EU "losing Balkans - possibly with fatal consequences"

Due to dealing with its own defects, the EU is failing to see the "dangerous developments in the southeast, that could have possible fatal consequences."

Source: Tanjug
(Getty Images, illustration purposes, file)
(Getty Images, illustration purposes, file)

This is according to the Vienna-based daily Presse, that cites "warnings" about the EU "losing the Western Balkans" that have been "piling up in various publications."

Media interests in the region is increasing, reporters are being sent there and reports published, says Presse.

The magazine Europaische Rundschau - "which never let the Balkans out if its sight" - is cited as an example. In its latest edition, it published "Vedran Jihic's warning that the Balkans is a 'time bomb that is ticking'," said the daily.

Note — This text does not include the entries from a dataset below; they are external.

//! Optimistic list-append transactions.
//!
//! A transaction runs in two phases. [`TxnEngine::stage`] reads the root
//! pointer, loads that snapshot and applies the operations to a copy of it.
//! [`TxnEngine::commit`] then saves the new thunks and moves the root from the
//! old snapshot to the new one with a single compare-and-swap. If another
//! transaction moved the root in between, the swap is refused and the whole
//! transaction fails with [`NodeError::TxnConflict`]; the caller decides
//! whether to run it again.

use crate::db_node::DbNode;
use crate::store::KvStore;
use crate::thunk::{Thunk, ThunkIds, ThunkStore};
use jasper_node::{NodeError, Result};
use serde_json::Value;
use std::sync::Arc;
use tracing::{debug, info};

/// Key of the root pointer in the linearizable store.
pub const ROOT_KEY: &str = "root";

/// One micro-operation of a transaction.
#[derive(Clone, Debug, PartialEq)]
pub enum Op {
    /// `["r", key, _]`: read the key's full history.
    Read { key: Value },
    /// `["append", key, value]`: append one value.
    Append { key: Value, value: Value },
}

impl Op {
    /// The key as sent by the client.
    pub fn key(&self) -> &Value {
        match self {
            Op::Read { key } | Op::Append { key, .. } => key,
        }
    }

    /// The key under which the history is stored. `1` and `"1"` name the
    /// same list.
    pub fn storage_key(&self) -> String {
        match self.key() {
            Value::String(key) => key.clone(),
            other => other.to_string(),
        }
    }
}

impl TryFrom<&Value> for Op {
    type Error = NodeError;

    fn try_from(value: &Value) -> Result<Self> {
        let parts = match value.as_array() {
            Some(parts) if parts.len() == 3 => parts,
            _ => {
                return Err(NodeError::MalformedRequest(format!(
                    "expected [f, key, value], got {}",
                    value
                )))
            }
        };
        match parts[0].as_str() {
            Some("r") => Ok(Op::Read {
                key: parts[1].clone(),
            }),
            Some("append") => Ok(Op::Append {
                key: parts[1].clone(),
                value: parts[2].clone(),
            }),
            _ => Err(NodeError::MalformedRequest(format!(
                "unsupported operation {}",
                parts[0]
            ))),
        }
    }
}

/// Decode the `txn` field of a request.
pub fn parse_ops(ops: &[Value]) -> Result<Vec<Op>> {
    ops.iter().map(Op::try_from).collect()
}

/// A transaction applied locally but not yet published.
#[derive(Debug)]
pub struct Staged {
    base: DbNode,
    next: DbNode,
    results: Vec<Value>,
}

impl Staged {
    /// Whether committing would change the database.
    pub fn is_read_only(&self) -> bool {
        self.base == self.next
    }

    pub fn results(&self) -> &[Value] {
        &self.results
    }
}

/// Runs transactions against a root pointer store and a thunk store.
pub struct TxnEngine {
    root: Arc<dyn KvStore>,
    thunks: ThunkStore,
    ids: ThunkIds,
}

impl TxnEngine {
    pub fn new(root: Arc<dyn KvStore>, thunks: ThunkStore, ids: ThunkIds) -> Self {
        Self { root, thunks, ids }
    }

    /// The current published snapshot; a missing root is the empty database.
    pub async fn load_root(&self) -> Result<DbNode> {
        match self.root.read(ROOT_KEY).await? {
            Some(value) => DbNode::from_wire(&value),
            None => Ok(DbNode::new()),
        }
    }

    /// Read the root and apply `ops` to a copy of it.
    pub async fn stage(&self, ops: &[Op]) -> Result<Staged> {
        let base = self.load_root().await?;
        let mut next = base.clone();
        let mut results = Vec::with_capacity(ops.len());

        for op in ops {
            match op {
                Op::Read { key } => {
                    let history = next.read(&op.storage_key(), &self.thunks).await?;
                    let values = history.map(Value::Array).unwrap_or(Value::Null);
                    results.push(Value::Array(vec!["r".into(), key.clone(), values]));
                }
                Op::Append { key, value } => {
                    let thunk = Thunk::fresh(self.ids.next_id(), value.clone());
                    next.append(op.storage_key(), thunk);
                    results.push(Value::Array(vec!["append".into(), key.clone(), value.clone()]));
                }
            }
        }
        Ok(Staged {
            base,
            next,
            results,
        })
    }

    /// Save new thunks, then swing the root from the staged base to the
    /// staged result. Read-only transactions touch neither store.
    pub async fn commit(&self, staged: Staged) -> Result<Vec<Value>> {
        let Staged {
            base,
            mut next,
            results,
        } = staged;
        if base == next {
            return Ok(results);
        }

        next.save_all(&self.thunks).await?;

        let from = base.to_wire();
        let to = next.to_wire();
        match self.root.cas(ROOT_KEY, from, to, true).await {
            Ok(()) => {
                debug!(keys = next.len(), "root advanced");
                Ok(results)
            }
            Err(NodeError::PreconditionFailed(text)) | Err(NodeError::KeyDoesNotExist(text)) => {
                info!(reason = %text, "root moved under transaction");
                Err(NodeError::TxnConflict(format!("root changed concurrently: {}", text)))
            }
            Err(err) => Err(err),
        }
    }

    /// Stage and commit in one go.
    pub async fn apply(&self, ops: &[Op]) -> Result<Vec<Value>> {
        let staged = self.stage(ops).await?;
        self.commit(staged).await
    }
}

#[cfg(test)]
mod tests {
    use super::*;
    use crate::store::MemoryKv;
    use serde_json::json;

    #[test]
    fn test_parse_ops() {
        let ops = parse_ops(&[json!(["append", "x", 5]), json!(["r", 1, null])]).unwrap();
        assert_eq!(
            ops,
            vec![
                Op::Append {
                    key: json!("x"),
                    value: json!(5)
                },
                Op::Read { key: json!(1) },
            ]
        );
        assert_eq!(ops[1].storage_key(), "1");
    }

    #[test]
    fn test_unsupported_operation_is_malformed() {
        for bad in [json!(["w", "x", 1]), json!(["r", "x"]), json!("r")] {
            assert!(matches!(
                Op::try_from(&bad),
                Err(NodeError::MalformedRequest(_))
            ));
        }
    }

    #[tokio::test]
    async fn test_reads_see_earlier_appends_in_same_txn() {
        let root = Arc::new(MemoryKv::new());
        let engine = TxnEngine::new(
            root.clone(),
            ThunkStore::new(Arc::new(MemoryKv::new())),
            ThunkIds::new("n1"),
        );

        let ops = parse_ops(&[
            json!(["r", "x", null]),
            json!(["append", "x", 5]),
            json!(["append", "x", 6]),
            json!(["r", "x", null]),
        ])
        .unwrap();
        let results = engine.apply(&ops).await.unwrap();

        assert_eq!(
            results,
            vec![
                json!(["r", "x", null]),
                json!(["append", "x", 5]),
                json!(["append", "x", 6]),
                json!(["r", "x", [5, 6]]),
            ]
        );
        assert_eq!(root.get(ROOT_KEY), Some(json!({"x": ["n1-1", "n1-2"]})));
    }

    #[tokio::test]
    async fn test_read_only_txn_leaves_root_untouched() {
        let root = Arc::new(MemoryKv::new());
        let engine = TxnEngine::new(
            root.clone(),
            ThunkStore::new(Arc::new(MemoryKv::new())),
            ThunkIds::new("n1"),
        );

        let staged = engine.stage(&parse_ops(&[json!(["r", 9, null])]).unwrap()).await.unwrap();
        assert!(staged.is_read_only());
        assert_eq!(engine.commit(staged).await.unwrap(), vec![json!(["r", 9, null])]);
        assert!(root.is_empty());
    }
}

"Powerful people are working to build their power, nationalism is again, in many places, as a technique to rule," said Jihic, a Vienna-based expert on the Balkans.

The newspaper also writes that Germany's Spiegel magazine referred to Western Balkan states as "the orphans of the continent" and warned that there is "a palpable distancing from the European project."

"The fact that the EU as a symbol of security and well-being is losing its influence is as understandable as it is dangerous. Peace is endangered by the masked aspirations of Albanians for a common state, and by the desire for having great power of the Serbian nationalists," said the German magazine.

Another one - New Eastern Europe, published in Krakow, Poland - has devoted as many as 12 articles to the "Balkan carousel" in its summer edition - among them that penned by Sarajevo-based writer Miljenko Jergovic, who asks, "Is Europe losing the Balkans?"

This magazine also pays attention to the topic of the Balkans as a place for recruiting militant Islamists, recalling that one-quarter of all Islamic State's foreign fighters coming from Europe "come from Albania, Bosnia-Herzegovina, Kosovo and Macedonia."

And since Islamic State is "under pressure" in Iraq and Syria, "the fighters returning could act as a cigarette lighter on a powder keg" that is made up of "an explosive religious and ethnic blend" - said the article.